3A and 3B are a plan cross-sectional view and a vertical cross-sectional view illustrating a method of supplying and discharging a sample.

FIG. 4 is a schematic sectional view of the X-ray fluorescence analyzer at an analysis position.

FIG. 5 is a plan view and a side view of the supply / discharge device.

FIG. 6 is a side view showing the operation of the supply / discharge device.

FIG. 7 is a side view showing a conventional sample holder.

FIG. 8 is a plan sectional view showing a conventional sample supply / discharge method.

[Explanation of symbols]

11: loading space forming device, 20: supply / discharge device, 5
0: sample holder, 50b: first frontage, 50c: second frontage, 51: holder base, 52: upper plate, 53: support,
54: sample table, 55: coil spring (spring), 56
... Sample, P1 ... Position position,

──────────────────────────────────────────────────続 き Continued on front page (58) Field surveyed (Int.Cl. ⁶ , DB name) G01N 23/223 G01N 1/00-1/44

Claims (1)

(57) [Scope of request for utility model registration] A plurality of supporting columns provided between the upper plate and the holder base, wherein the sample base and the upper plate are connected to each other by a spring force of a spring provided between the holder base and the sample base.

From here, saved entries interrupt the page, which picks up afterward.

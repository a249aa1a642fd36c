// src/mapping/types.rs

use serde::{Deserialize, Serialize};
use std::{fs, path::Path};

use crate::error::ConfigError;

pub const DEFAULT_BIRTHDAY_INPUT_FORMAT: &str = "%m/%d/%Y";
pub const DEFAULT_BIRTHDAY_OUTPUT_FORMAT: &str = "%d/%m/%Y";
pub const DEFAULT_TIMESTAMP_FORMAT: &str = "%m/%d/%Y %H:%M:%S";

/// Source/destination column layout as written by a user, in letter notation.
///
/// Field order inside each list is fixed:
/// - `src_common_info_id`: timestamp, block, floor, unit
/// - `src_owner_info_id`: full name, sex, birthday, phone
/// - `src_member_info_id`: full name, sex, birthday, relationship, phone
/// - `dest_common_info_*`: display index, block, HomeID, record type
/// - `dest_member_info_*`: full name, sex, birthday, phone, relationship
/// - `dest_additional_info_*`: source row number
///
/// Unknown keys (e.g. descriptive `src_*_names` lists) are ignored.
#[derive(Debug, Clone, PartialEq, Eq, Serialize, Deserialize)]
pub struct ColumnMapping {
    pub src_common_info_id: Vec<String>,
    pub src_owner_info_id: Vec<String>,
    pub src_owner_info_next_id: String,
    pub src_member_info_id: Vec<String>,
    pub src_member_info_next_id: String,

    pub dest_common_info_ids: Vec<String>,
    pub dest_common_info_names: Vec<String>,
    pub dest_member_info_ids: Vec<String>,
    pub dest_member_info_names: Vec<String>,
    pub dest_additional_info_ids: Vec<String>,
    pub dest_additional_info_names: Vec<String>,

    pub dest_merge_cells_ids: Vec<String>,
    pub dest_group_by_id: String,

    #[serde(default = "default_birthday_input_format")]
    pub birthday_input_format: String,
    #[serde(default = "default_birthday_output_format")]
    pub birthday_output_format: String,
    #[serde(default = "default_timestamp_format")]
    pub timestamp_format: String,
}

fn default_birthday_input_format() -> String {
    DEFAULT_BIRTHDAY_INPUT_FORMAT.to_string()
}

fn default_birthday_output_format() -> String {
    DEFAULT_BIRTHDAY_OUTPUT_FORMAT.to_string()
}

fn default_timestamp_format() -> String {
    DEFAULT_TIMESTAMP_FORMAT.to_string()
}

fn labels(items: &[&str]) -> Vec<String> {
    items.iter().map(|s| s.to_string()).collect()
}

impl Default for ColumnMapping {
    /// Layout of the household registration form.
    fn default() -> Self {
        Self {
            src_common_info_id: labels(&["A", "B", "C", "D"]),
            src_owner_info_id: labels(&["F", "G", "H", "I"]),
            src_owner_info_next_id: "J".into(),
            src_member_info_id: labels(&["K", "L", "M", "N", "O"]),
            src_member_info_next_id: "P".into(),

            dest_common_info_ids: labels(&["A", "B", "C", "D"]),
            dest_common_info_names: labels(&["Counting", "Block", "HomeID", "Type"]),
            dest_member_info_ids: labels(&["E", "F", "G", "H", "I"]),
            dest_member_info_names: labels(&[
                "Full Name",
                "Sex",
                "Birthday",
                "Phone",
                "Relationship",
            ]),
            dest_additional_info_ids: labels(&["J"]),
            dest_additional_info_names: labels(&["Source Row"]),

            dest_merge_cells_ids: labels(&["A", "B", "C"]),
            dest_group_by_id: "C".into(),

            birthday_input_format: default_birthday_input_format(),
            birthday_output_format: default_birthday_output_format(),
            timestamp_format: default_timestamp_format(),
        }
    }
}

impl ColumnMapping {
    /// Load a mapping from a YAML (or JSON) file.
    pub fn from_path<P: AsRef<Path>>(path: P) -> Result<Self, ConfigError> {
        let path = path.as_ref();
        let text = fs::read_to_string(path).map_err(|source| ConfigError::Io {
            path: path.to_path_buf(),
            source,
        })?;
        serde_yaml::from_str(&text).map_err(|e| ConfigError::Parse {
            path: path.to_path_buf(),
            message: e.to_string(),
        })
    }
}

#[cfg(test)]
mod tests {
    use super::*;
    use anyhow::Result;
    use std::io::Write;
    use tempfile::NamedTempFile;

    #[test]
    fn loads_yaml_with_format_defaults() -> Result<()> {
        let yaml = r#"
src_common_info_id: [A, B, C, D]
src_common_info_names: [Timestamp, Block, Floor, Unit]
src_owner_info_id: [F, G, H, I]
src_owner_info_next_id: J
src_member_info_id: [K, L, M, N, O]
src_member_info_next_id: P
dest_common_info_ids: [A, B, C, D]
dest_common_info_names: [Counting, Block, HomeID, Type]
dest_member_info_ids: [E, F, G, H, I]
dest_member_info_names: [Full Name, Sex, Birthday, Phone, Relationship]
dest_additional_info_ids: [J]
dest_additional_info_names: [Source Row]
dest_merge_cells_ids: [A, B, C]
dest_group_by_id: C
"#;
        let mut file = NamedTempFile::new()?;
        file.write_all(yaml.as_bytes())?;

        let mapping = ColumnMapping::from_path(file.path())?;
        assert_eq!(mapping, ColumnMapping::default());
        Ok(())
    }

    #[test]
    fn missing_key_is_a_config_error() -> Result<()> {
        let mut file = NamedTempFile::new()?;
        file.write_all(b"src_common_info_id: [A, B, C, D]\n")?;

        let err = ColumnMapping::from_path(file.path()).unwrap_err();
        assert!(matches!(err, ConfigError::Parse { .. }), "{err}");
        assert!(err.to_string().contains("missing field"));
        Ok(())
    }

    #[test]
    fn json_is_accepted() -> Result<()> {
        let json = serde_json::to_string(&ColumnMapping::default())?;
        let mut file = NamedTempFile::new()?;
        file.write_all(json.as_bytes())?;
        assert_eq!(ColumnMapping::from_path(file.path())?, ColumnMapping::default());
        Ok(())
    }
}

A sample holder for holding a sample between them, a loading space forming device for increasing a distance between the sample table and the upper plate in the sample holder to create a loading space for the sample, and entering the loading space and discharging the sample from the sample holder And a supply / discharge device for supplying the next another sample to the loading space, a first frontage formed between the columns to supply the sample, and a first port formed between the columns to discharge the sample. The second frontage is formed at a position facing each other, and the loading position for loading the sample holder into the analyzer and the loading position for loading / discharging the sample are set at the same position. X-ray analysis equipment Loading device of the sample in.